Esas No: 2012/10699
Karar No: 2012/11839
Yargıtay 20. Hukuk Dairesi 2012/10699 Esas 2012/11839 Karar Sayılı İlamı
"İçtihat Metni"
MAHKEMESİ :Kadastro Mahkemesi
Taraflar arasındaki davanın yapılan duruşması sonunda kurulan hükmün Yargıtayca incelenmesi davacı tarafından istenilmekle, süresinde olduğu anlaşılan temyiz dilekçesinin kabulüne karar verildikten sonra dosya incelendi, gereği düşünüldü:
K A R A R
Davacı ..., yörede 3402 sayılı Kanuna 5831 sayılı Kanunun 8. maddesi ile eklenen ek 4. maddesi gereğince yapılan kadastro sırasında 305 ada 64 sayılı parselin beyanlar hanesinde kendi kullanımında olduğu şerhi verilerek Hazine adına tespit edildiğini, ancak bu parselin devamı olan 305 ada 65 sayılı parselin cami yeri olarak ayrıldığını, cami yeri için 200 m² yeterli olduğu halde 914 m2 yerin ayrıldığını iddia ederek, fazla kısmın iptali ile kendi adına şerh verilmesi istemiyle dava açmıştır. Mahkemece, dava konusu edilen 305 ada 64 sayılı parselin beyanlar hanesinde davacı adına şerh verildiği, davacının dava açmakta hukukî yararı bulunmadığı gerekçesiyle davanın reddine karar verilmiş, hüküm davacı tarafından temyiz edilmiştir.
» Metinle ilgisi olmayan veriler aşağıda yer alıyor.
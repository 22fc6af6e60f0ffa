//! Running command lines as external processes.
//!
//! The resolver only ever talks to a [`CommandRunner`]. [`ShellRunner`]
//! hands each line to the platform shell and blocks until it exits;
//! [`RecordingRunner`] spawns nothing and is used for dry runs.

use crate::{BuildError, Result};
use std::path::{Path, PathBuf};
use std::process::Command;
use tracing::debug;

/// What a finished process reported.
#[derive(Debug, Clone, PartialEq, Eq)]
pub struct ProcessOutput {
    /// Exit code, `None` when killed by a signal.
    pub status: Option<i32>,
    pub stdout: String,
    pub stderr: String,
}

impl ProcessOutput {
    /// A successful exit with no output.
    pub fn ok() -> Self {
        Self {
            status: Some(0),
            stdout: String::new(),
            stderr: String::new(),
        }
    }

    pub fn success(&self) -> bool {
        self.status == Some(0)
    }

    /// Captured stdout and stderr, or `None` if both are blank.
    pub fn diagnostics(&self) -> Option<String> {
        let text = [self.stdout.trim(), self.stderr.trim()]
            .iter()
            .filter(|s| !s.is_empty())
            .copied()
            .collect::<Vec<_>>()
            .join("\n");
        if text.is_empty() {
            None
        } else {
            Some(text)
        }
    }
}

/// Runs one command line and waits for it.
///
/// An `Err` is returned only when the process could not be started
/// (`ProcessSpawnFailure`); a non-zero exit is a normal [`ProcessOutput`].
pub trait CommandRunner {
    fn run(&mut self, command: &str) -> Result<ProcessOutput>;
}

impl<R: CommandRunner + ?Sized> CommandRunner for &mut R {
    fn run(&mut self, command: &str) -> Result<ProcessOutput> {
        (**self).run(command)
    }
}

/// Runs command lines through the platform shell.
#[derive(Debug, Clone, Default)]
pub struct ShellRunner {
    working_dir: Option<PathBuf>,
}

impl ShellRunner {
    pub fn new() -> Self {
        Self::default()
    }

    /// Run every command from this directory.
    pub fn working_dir(mut self, dir: impl AsRef<Path>) -> Self {
        self.working_dir = Some(dir.as_ref().to_path_buf());
        self
    }
}

impl CommandRunner for ShellRunner {
    fn run(&mut self, command: &str) -> Result<ProcessOutput> {
        let (shell, shell_flag) = get_shell();

        let mut cmd = Command::new(shell);
        cmd.arg(shell_flag).arg(command);
        if let Some(dir) = &self.working_dir {
            cmd.current_dir(dir);
        }

        debug!(shell = %shell, working_dir = ?self.working_dir, "spawning process");

        let output = cmd.output().map_err(|source| BuildError::ProcessSpawnFailure {
            command: command.to_string(),
            source,
        })?;

        let result = ProcessOutput {
            status: output.status.code(),
            stdout: String::from_utf8_lossy(&output.stdout).into_owned(),
            stderr: String::from_utf8_lossy(&output.stderr).into_owned(),
        };

        if !result.stderr.is_empty() {
            debug!(stderr = %result.stderr, "command stderr");
        }
        if !result.stdout.is_empty() {
            debug!(stdout = %result.stdout, "command stdout");
        }

        // Shells report a missing program as 127 (sh) or 9009 (cmd).
        if is_missing_program(result.status) {
            return Err(BuildError::ProcessSpawnFailure {
                command: command.to_string(),
                source: std::io::Error::new(
                    std::io::ErrorKind::NotFound,
                    result.stderr.trim().to_string(),
                ),
            });
        }

        Ok(result)
    }
}

fn is_missing_program(status: Option<i32>) -> bool {
    if cfg!(windows) {
        status == Some(9009)
    } else {
        status == Some(127)
    }
}

/// Shell executable and the flag that passes it a command string.
fn get_shell() -> (&'static str, &'static str) {
    if cfg!(windows) {
        ("cmd.exe", "/C")
    } else {
        ("/bin/sh", "-c")
    }
}

/// Records command lines instead of running them.
///
/// Every line succeeds unless it contains a needle registered with
/// [`fail_on`](Self::fail_on) or [`fail_to_spawn`](Self::fail_to_spawn).
#[derive(Debug, Clone, Default)]
pub struct RecordingRunner {
    commands: Vec<String>,
    fail_on: Vec<String>,
    unspawnable: Vec<String>,
}

impl RecordingRunner {
    pub fn new() -> Self {
        Self::default()
    }

    /// Lines containing `needle` exit with status 1.
    pub fn fail_on(mut self, needle: impl Into<String>) -> Self {
        self.fail_on.push(needle.into());
        self
    }

    /// Lines containing `needle` cannot be started.
    pub fn fail_to_spawn(mut self, needle: impl Into<String>) -> Self {
        self.unspawnable.push(needle.into());
        self
    }

    /// Every line issued so far, in order.
    pub fn commands(&self) -> &[String] {
        &self.commands
    }

    pub fn take_commands(&mut self) -> Vec<String> {
        std::mem::take(&mut self.commands)
    }
}

impl CommandRunner for RecordingRunner {
    fn run(&mut self, command: &str) -> Result<ProcessOutput> {
        self.commands.push(command.to_string());

        if self.unspawnable.iter().any(|n| command.contains(n.as_str())) {
            return Err(BuildError::ProcessSpawnFailure {
                command: command.to_string(),
                source: std::io::Error::new(std::io::ErrorKind::NotFound, "program not found"),
            });
        }

        if self.fail_on.iter().any(|n| command.contains(n.as_str())) {
            return Ok(ProcessOutput {
                status: Some(1),
                stdout: String::new(),
                stderr: format!("error: {}", command),
            });
        }

        Ok(ProcessOutput::ok())
    }
}
//! Error types for sob-build.

use miette::Diagnostic;
use std::path::PathBuf;
use thiserror::Error;

/// Result type for sob-build operations.
pub type Result<T> = std::result::Result<T, BuildError>;

/// Errors that can occur while declaring or building targets.
#[derive(Error, Diagnostic, Debug)]
pub enum BuildError {
    /// A target declaration was rejected before any process ran.
    #[error("Invalid declaration for target `{target}`: {reason}")]
    #[diagnostic(code(sob::invalid_declaration))]
    InvalidDeclaration { target: String, reason: String },

    /// The compiler exited non-zero for one source file.
    #[error("Compilation failed for {}{}", .source_path.display(), exit_suffix(.status))]
    #[diagnostic(code(sob::compile_failure))]
    CompileFailure {
        source_path: PathBuf,
        status: Option<i32>,
        #[help]
        diagnostics: Option<String>,
    },

    /// The linker exited non-zero.
    #[error("Link failed for target `{target}`{}", exit_suffix(.status))]
    #[diagnostic(code(sob::link_failure))]
    LinkFailure {
        target: String,
        status: Option<i32>,
        #[help]
        diagnostics: Option<String>,
    },

    /// The shell or the tool it names could not be started.
    #[error("Failed to start `{command}`: {source}")]
    #[diagnostic(
        code(sob::spawn_failure),
        help("check that the toolchain is installed and on PATH")
    )]
    ProcessSpawnFailure {
        command: String,
        #[source]
        source: std::io::Error,
    },

    /// Failed to create an output directory.
    #[error("Failed to create directory {}: {source}", .path.display())]
    #[diagnostic(code(sob::create_dir))]
    CreateDir {
        path: PathBuf,
        #[source]
        source: std::io::Error,
    },

    /// Failed to read the manifest file.
    #[error("Failed to read manifest {}: {source}", .path.display())]
    #[diagnostic(code(sob::read_manifest))]
    ReadManifest {
        path: PathBuf,
        #[source]
        source: std::io::Error,
    },

    /// Failed to parse the TOML manifest.
    #[error("Failed to parse TOML manifest: {0}")]
    #[diagnostic(code(sob::parse_toml))]
    ParseToml(#[from] toml::de::Error),

    /// Failed to serialize or parse JSON (compile_commands.json).
    #[error("Failed to process JSON: {0}")]
    #[diagnostic(code(sob::json))]
    ParseJson(#[from] serde_json::Error),

    /// Failed to write an output file.
    #[error("Failed to write {}: {source}", .path.display())]
    #[diagnostic(code(sob::write_file))]
    WriteFile {
        path: PathBuf,
        #[source]
        source: std::io::Error,
    },

    /// Toolchain name not recognized.
    #[error("Unknown toolchain: {0}")]
    #[diagnostic(
        code(sob::unknown_toolchain),
        help("expected one of: auto, gnu, clang, msvc")
    )]
    UnknownToolchain(String),

    /// Auto-detection found no supported compiler.
    #[error("No C++ compiler found")]
    #[diagnostic(
        code(sob::no_toolchain),
        help("install g++, clang++ or MSVC, or pass --toolchain explicitly")
    )]
    NoToolchainFound,

    /// Target not found.
    #[error("Target not found: {0}")]
    #[diagnostic(code(sob::target_not_found))]
    TargetNotFound(String),
}

impl BuildError {
    pub(crate) fn invalid_declaration(target: &str, reason: impl Into<String>) -> Self {
        BuildError::InvalidDeclaration {
            target: target.to_string(),
            reason: reason.into(),
        }
    }

    /// Whether the error was raised at declaration time, before any process ran.
    pub fn is_declaration_error(&self) -> bool {
        matches!(self, BuildError::InvalidDeclaration { .. })
    }
}

fn exit_suffix(status: &Option<i32>) -> String {
    match *status {
        Some(code) => format!(" (exit status {})", code),
        None => " (terminated by signal)".to_string(),
    }
}
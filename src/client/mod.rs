//! Client layer: orchestrates transport calls and maps transport ↔ domain.

use std::error::Error as StdError;
use std::future::Future;
use std::path::{Path, PathBuf};
use std::pin::Pin;
use std::sync::Arc;
use std::time::Duration;

use crate::domain::{ConfigurationError, Environment, PostEncoding, ServiceResponse, Token};
use crate::transport::{
    DATA_FIELD, Decoded, FILE_FIELD, Parameters, RequestBody, authenticated_url, decode_response,
    encode_post_body, encode_upload_body,
};

mod endpoints;
#[cfg(test)]
mod fake;

type BoxFuture<'a, T> = Pin<Box<dyn Future<Output = T> + Send + 'a>>;

#[derive(Debug, Clone, Copy, PartialEq, Eq)]
enum HttpMethod {
    Get,
    Post,
}

impl HttpMethod {
    fn as_str(self) -> &'static str {
        match self {
            Self::Get => "GET",
            Self::Post => "POST",
        }
    }
}

#[derive(Debug, Clone)]
struct HttpRequest {
    method: HttpMethod,
    url: String,
    body: RequestBody,
}

#[derive(Debug, Clone)]
struct HttpResponse {
    status: u16,
    body: Vec<u8>,
}

trait HttpTransport: Send + Sync {
    fn send<'a>(
        &'a self,
        request: HttpRequest,
    ) -> BoxFuture<'a, Result<HttpResponse, Box<dyn StdError + Send + Sync>>>;
}

#[derive(Debug, Clone)]
struct ReqwestTransport {
    client: reqwest::Client,
}

impl HttpTransport for ReqwestTransport {
    fn send<'a>(
        &'a self,
        request: HttpRequest,
    ) -> BoxFuture<'a, Result<HttpResponse, Box<dyn StdError + Send + Sync>>> {
        Box::pin(async move {
            let builder = match request.method {
                HttpMethod::Get => self.client.get(&request.url),
                HttpMethod::Post => self.client.post(&request.url),
            };
            let builder = match request.body {
                RequestBody::Empty => builder,
                RequestBody::Json(json) => builder
                    .header(reqwest::header::CONTENT_TYPE, "application/json")
                    .body(json),
                RequestBody::Form(params) => builder.form(&params),
                RequestBody::Multipart {
                    file_name,
                    content,
                    data,
                } => {
                    let file = reqwest::multipart::Part::bytes(content).file_name(file_name);
                    let form = reqwest::multipart::Form::new()
                        .part(FILE_FIELD, file)
                        .text(DATA_FIELD, data);
                    builder.multipart(form)
                }
            };

            // reqwest errors carry the URL, which embeds the access token.
            let response = builder.send().await.map_err(|err| err.without_url())?;
            let status = response.status().as_u16();
            let body = response
                .bytes()
                .await
                .map_err(|err| err.without_url())?
                .to_vec();
            Ok(HttpResponse { status, body })
        })
    }
}

#[derive(Debug, thiserror::Error)]
/// Errors returned by [`PingenClient`].
///
/// This error preserves:
/// - configuration failures (invalid token, environment or base URL),
/// - transport failures (DNS, TLS, timeouts),
/// - API-level failures (the service answered with `error: true`),
/// - encoding/decoding failures.
///
/// Responses are classified by their body alone; the HTTP status is only reported alongside
/// a body that could not be decoded.
pub enum PingenError {
    /// One of the constructors rejected an invalid value.
    #[error("configuration error: {0}")]
    Configuration(#[from] ConfigurationError),

    /// HTTP client / transport failure (DNS, TLS, timeouts, etc).
    #[error("transport error: {0}")]
    Transport(#[source] Box<dyn StdError + Send + Sync>),

    /// Pingen reported a failure (`error: true`) with its code and message.
    #[error("service error {code}: {message}")]
    Service { code: i64, message: String },

    /// Response body is neither PDF/PNG nor a JSON object.
    #[error("decoding error (HTTP {status}): {source}")]
    Decoding {
        status: u16,
        #[source]
        source: Box<dyn StdError + Send + Sync>,
    },

    /// Body parameters could not be encoded as a JSON object.
    #[error("encoding error: {0}")]
    Encoding(#[source] Box<dyn StdError + Send + Sync>),

    /// The file to upload could not be read.
    #[error("failed to read {}: {source}", .path.display())]
    File {
        path: PathBuf,
        #[source]
        source: std::io::Error,
    },
}

#[derive(Debug, Clone)]
/// Builder for [`PingenClient`].
///
/// Use this when you need the staging environment, a custom base URL, a timeout, a user-agent
/// or the legacy form-field POST encoding.
pub struct PingenClientBuilder {
    token: Token,
    environment: Environment,
    base_url: Option<String>,
    timeout: Option<Duration>,
    user_agent: Option<String>,
    post_encoding: PostEncoding,
}

impl PingenClientBuilder {
    /// Create a builder targeting production with no timeout/user-agent override.
    pub fn new(token: Token) -> Self {
        Self {
            token,
            environment: Environment::default(),
            base_url: None,
            timeout: None,
            user_agent: None,
            post_encoding: PostEncoding::default(),
        }
    }

    /// Select the production or staging API.
    pub fn environment(mut self, environment: Environment) -> Self {
        self.environment = environment;
        self
    }

    /// Override the base URL (takes precedence over [`Self::environment`]).
    pub fn base_url(mut self, base_url: impl Into<String>) -> Self {
        self.base_url = Some(base_url.into());
        self
    }

    /// Set an HTTP client timeout applied to the entire request.
    pub fn timeout(mut self, timeout: Duration) -> Self {
        self.timeout = Some(timeout);
        self
    }

    /// Override the HTTP `User-Agent` header.
    pub fn user_agent(mut self, user_agent: impl Into<String>) -> Self {
        self.user_agent = Some(user_agent.into());
        self
    }

    /// Choose how body parameters of non-upload POST requests are encoded.
    pub fn post_encoding(mut self, post_encoding: PostEncoding) -> Self {
        self.post_encoding = post_encoding;
        self
    }

    /// Build a [`PingenClient`].
    pub fn build(self) -> Result<PingenClient, PingenError> {
        let base_url = match self.base_url {
            Some(base_url) => validate_base_url(&base_url)?,
            None => self.environment.base_url().to_owned(),
        };

        let mut builder = reqwest::Client::builder();
        if let Some(timeout) = self.timeout {
            builder = builder.timeout(timeout);
        }
        if let Some(user_agent) = self.user_agent {
            builder = builder.user_agent(user_agent);
        }

        let client = builder
            .build()
            .map_err(|err| PingenError::Transport(Box::new(err)))?;

        Ok(PingenClient {
            token: self.token,
            base_url,
            post_encoding: self.post_encoding,
            http: Arc::new(ReqwestTransport { client }),
        })
    }
}

fn validate_base_url(input: &str) -> Result<String, ConfigurationError> {
    let invalid = || ConfigurationError::InvalidBaseUrl {
        input: input.to_owned(),
    };
    let parsed = url::Url::parse(input.trim()).map_err(|_| invalid())?;
    if parsed.cannot_be_a_base() || !matches!(parsed.scheme(), "http" | "https") {
        return Err(invalid());
    }
    Ok(parsed.as_str().trim_end_matches('/').to_owned())
}

#[derive(Clone)]
/// High-level Pingen client.
///
/// Every endpoint method issues exactly one request to
/// `{base_url}/{operation path}/token/{token}` and returns either a JSON object or the raw
/// PDF/PNG payload as a [`ServiceResponse`]. By default it targets `https://api.pingen.com`.
pub struct PingenClient {
    token: Token,
    base_url: String,
    post_encoding: PostEncoding,
    http: Arc<dyn HttpTransport>,
}

/// What to send along with a request.
enum Payload<'a> {
    None,
    Parameters(Parameters),
    UploadFile { path: &'a Path, params: Parameters },
    UploadBytes {
        file_name: String,
        content: Vec<u8>,
        params: Parameters,
    },
}

impl PingenClient {
    /// Create a production client.
    ///
    /// For more customization, use [`PingenClient::builder`].
    pub fn new(token: Token) -> Self {
        Self {
            token,
            base_url: Environment::Production.base_url().to_owned(),
            post_encoding: PostEncoding::default(),
            http: Arc::new(ReqwestTransport {
                client: reqwest::Client::new(),
            }),
        }
    }

    /// Start building a client with custom settings.
    pub fn builder(token: Token) -> PingenClientBuilder {
        PingenClientBuilder::new(token)
    }

    /// Base URL this client sends requests to.
    pub fn base_url(&self) -> &str {
        &self.base_url
    }

    async fn execute(
        &self,
        method: HttpMethod,
        path: String,
        payload: Payload<'_>,
    ) -> Result<ServiceResponse, PingenError> {
        let (method, body) = match payload {
            Payload::None => (method, RequestBody::Empty),
            Payload::Parameters(params) => {
                debug_assert_eq!(method, HttpMethod::Post, "body parameters require POST");
                (
                    HttpMethod::Post,
                    encode_post_body(&params, self.post_encoding),
                )
            }
            Payload::UploadFile { path: file, params } => {
                let content = tokio::fs::read(file)
                    .await
                    .map_err(|source| PingenError::File {
                        path: file.to_path_buf(),
                        source,
                    })?;
                let file_name = file
                    .file_name()
                    .map(|name| name.to_string_lossy().into_owned())
                    .unwrap_or_default();
                (
                    HttpMethod::Post,
                    encode_upload_body(file_name, content, &params),
                )
            }
            Payload::UploadBytes {
                file_name,
                content,
                params,
            } => (
                HttpMethod::Post,
                encode_upload_body(file_name, content, &params),
            ),
        };

        tracing::debug!(method = method.as_str(), path = %path, "sending Pingen request");

        let request = HttpRequest {
            method,
            url: authenticated_url(&self.base_url, &path, &self.token),
            body,
        };
        let response = self
            .http
            .send(request)
            .await
            .map_err(PingenError::Transport)?;

        interpret_response(response)
    }
}

fn interpret_response(response: HttpResponse) -> Result<ServiceResponse, PingenError> {
    let status = response.status;
    match decode_response(response.body) {
        Ok(Decoded::ServiceError { code, message }) => {
            tracing::debug!(status, code, "Pingen reported an error");
            Err(PingenError::Service { code, message })
        }
        Ok(Decoded::Response(parsed)) => {
            tracing::debug!(
                status,
                kind = response_kind(&parsed),
                "received Pingen response"
            );
            Ok(parsed)
        }
        Err(err) => Err(PingenError::Decoding {
            status,
            source: Box::new(err),
        }),
    }
}

fn response_kind(response: &ServiceResponse) -> &'static str {
    match response {
        ServiceResponse::Json(_) => "json",
        ServiceResponse::Binary { kind, .. } => kind.mime_type(),
    }
}
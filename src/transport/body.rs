use serde::Serialize;
use serde_json::{Map, Value};

use crate::domain::{Color, PostEncoding, SendOptions, Speed, UploadOptions};

/// Multipart/form field carrying the JSON-encoded parameters.
pub const DATA_FIELD: &str = "data";
/// Multipart field carrying the uploaded file.
pub const FILE_FIELD: &str = "file";

pub type Parameters = Map<String, Value>;

#[derive(Debug, thiserror::Error)]
pub enum EncodeError {
    #[error("body parameters could not be serialized: {0}")]
    Json(#[from] serde_json::Error),

    #[error("body parameters must serialize to a JSON object, got {kind}")]
    NotAnObject { kind: &'static str },
}

#[derive(Debug, Clone, PartialEq, Eq)]
pub enum RequestBody {
    Empty,
    Json(String),
    Form(Vec<(String, String)>),
    Multipart {
        file_name: String,
        content: Vec<u8>,
        data: String,
    },
}

/// Serialize caller-supplied body parameters; `null` counts as no parameters.
pub fn encode_parameters<T: Serialize + ?Sized>(value: &T) -> Result<Parameters, EncodeError> {
    match serde_json::to_value(value)? {
        Value::Object(object) => Ok(object),
        Value::Null => Ok(Parameters::new()),
        other => Err(EncodeError::NotAnObject {
            kind: json_kind(&other),
        }),
    }
}

pub fn send_parameters(options: &SendOptions) -> Parameters {
    let mut params = Parameters::new();
    params.insert(Speed::FIELD.to_owned(), options.speed.code().into());
    params.insert(Color::FIELD.to_owned(), options.color.code().into());
    params
}

pub fn upload_parameters(options: &UploadOptions) -> Parameters {
    let mut params = Parameters::new();
    params.insert("send".to_owned(), u8::from(options.send).into());
    params.insert(Speed::FIELD.to_owned(), options.speed.code().into());
    params.insert(Color::FIELD.to_owned(), options.color.code().into());
    params
}

/// Body of a non-upload POST. Empty parameters produce no body at all.
pub fn encode_post_body(params: &Parameters, encoding: PostEncoding) -> RequestBody {
    if params.is_empty() {
        return RequestBody::Empty;
    }
    let json = Value::Object(params.clone()).to_string();
    match encoding {
        PostEncoding::Json => RequestBody::Json(json),
        PostEncoding::FormField => RequestBody::Form(vec![(DATA_FIELD.to_owned(), json)]),
    }
}

/// Multipart upload body; `data` is always present (`{}` when there are no parameters).
pub fn encode_upload_body(file_name: String, content: Vec<u8>, params: &Parameters) -> RequestBody {
    RequestBody::Multipart {
        file_name,
        content,
        data: Value::Object(params.clone()).to_string(),
    }
}

fn json_kind(value: &Value) -> &'static str {
    match value {
        Value::Null => "null",
        Value::Bool(_) => "boolean",
        Value::Number(_) => "number",
        Value::String(_) => "string",
        Value::Array(_) => "array",
        Value::Object(_) => "object",
    }
}
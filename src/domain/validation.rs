use std::fmt;

#[derive(Debug, Clone, PartialEq, Eq)]
pub enum ConfigurationError {
    Empty { field: &'static str },
    UnknownEnvironment { input: String },
    InvalidBaseUrl { input: String },
    InvalidCountryCode { input: String },
    InvalidCurrency { input: String },
    InvalidFaxNumber { input: String },
}

impl fmt::Display for ConfigurationError {
    fn fmt(&self, f: &mut fmt::Formatter<'_>) -> fmt::Result {
        match self {
            Self::Empty { field } => write!(f, "{field} must not be empty"),
            Self::UnknownEnvironment { input } => {
                write!(f, "the specified environment does not exist: {input}")
            }
            Self::InvalidBaseUrl { input } => write!(f, "invalid base url: {input}"),
            Self::InvalidCountryCode { input } => {
                write!(f, "invalid country code: {input} (expected ISO 3166-1 alpha-2)")
            }
            Self::InvalidCurrency { input } => {
                write!(f, "invalid currency: {input} (expected ISO 4217 code)")
            }
            Self::InvalidFaxNumber { input } => write!(f, "invalid fax number: {input}"),
        }
    }
}

impl std::error::Error for ConfigurationError {}
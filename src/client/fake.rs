use std::error::Error as StdError;
use std::io;
use std::sync::{Arc, Mutex};

use super::{BoxFuture, HttpRequest, HttpResponse, HttpTransport, PingenClient};
use crate::domain::{PostEncoding, Token};

#[derive(Debug, Clone)]
pub(super) struct FakeTransport {
    state: Arc<Mutex<FakeTransportState>>,
}

#[derive(Debug)]
struct FakeTransportState {
    last_request: Option<HttpRequest>,
    response: Result<HttpResponse, String>,
}

impl FakeTransport {
    pub(super) fn new(response_status: u16, response_body: impl Into<String>) -> Self {
        Self::with_bytes(response_status, response_body.into().into_bytes())
    }

    pub(super) fn with_bytes(response_status: u16, response_body: Vec<u8>) -> Self {
        Self::with_response(Ok(HttpResponse {
            status: response_status,
            body: response_body,
        }))
    }

    pub(super) fn failing(message: impl Into<String>) -> Self {
        Self::with_response(Err(message.into()))
    }

    fn with_response(response: Result<HttpResponse, String>) -> Self {
        Self {
            state: Arc::new(Mutex::new(FakeTransportState {
                last_request: None,
                response,
            })),
        }
    }

    pub(super) fn last_request(&self) -> Option<HttpRequest> {
        self.state.lock().unwrap().last_request.clone()
    }
}

impl HttpTransport for FakeTransport {
    fn send<'a>(
        &'a self,
        request: HttpRequest,
    ) -> BoxFuture<'a, Result<HttpResponse, Box<dyn StdError + Send + Sync>>> {
        Box::pin(async move {
            let response = {
                let mut state = self.state.lock().unwrap();
                state.last_request = Some(request);
                state.response.clone()
            };
            response.map_err(|message| {
                Box::new(io::Error::new(io::ErrorKind::ConnectionRefused, message))
                    as Box<dyn StdError + Send + Sync>
            })
        })
    }
}

pub(super) fn make_client(transport: FakeTransport) -> PingenClient {
    PingenClient {
        token: Token::new("test_token").unwrap(),
        base_url: "https://example.invalid".to_owned(),
        post_encoding: PostEncoding::default(),
        http: Arc::new(transport),
    }
}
Dava, 2/B madde uygulaması nedeniyle Hazine adına tesbiti yapılan taşınmazın beyanlar hanesindeki zilyetlik şerhine yönelik olarak açılmış kadastro tespitine itiraza ilişkindir.
Mahkemece, 305 ada 64 sayılı parselin beyanlar hanesinde davacı adına şerh verildiği, davacının dava açmakta hukukî yararı bulunmadığı gerekçesiyle davanın reddine karar verilmiş ise de, mahkemenin kabulü dosya kapsamına uygun düşmemektedir. Davacı dava dilekçesinde, yörede yapılan kadastro sırasında 305 ada 64 sayılı parselin beyanlar hanesinde kendi kullanımında olduğu şerhi verilerek Hazine adına tespit edildiğini, ancak bu parselin devamı olan 305 ada 65 sayılı parselin cami yeri olarak ayrıldığını, cami yeri için 200 m² yeterli olduğu halde, 914 m2 yerin ayrıldığını iddia ederek, fazla kısmın iptali ile kendi adına şerh verilmesi istemiyle dava açmış olup; esasen dava ettiği parsel, 305 ada 65 sayılı parseldir. Bu parselle ilgili olarak davacının iddialarının araştırılması gerekirken, davanın yanlış değerlendirilerek hukuki yarar yokluğu nedeniyle reddine karar verilmesi isabetsiz olup, bozmayı gerektirmiştir.
SONUÇ; Yukarıda açıklanan nedenlerle, davacının temyiz itirazlarının kabulü ile usul ve yasaya aykırı olan hükmün BOZULMASINA, peşin alınan temyiz harcının istek halinde yatırana iadesine 18/10/2012 günü oybirliği ile karar verildi.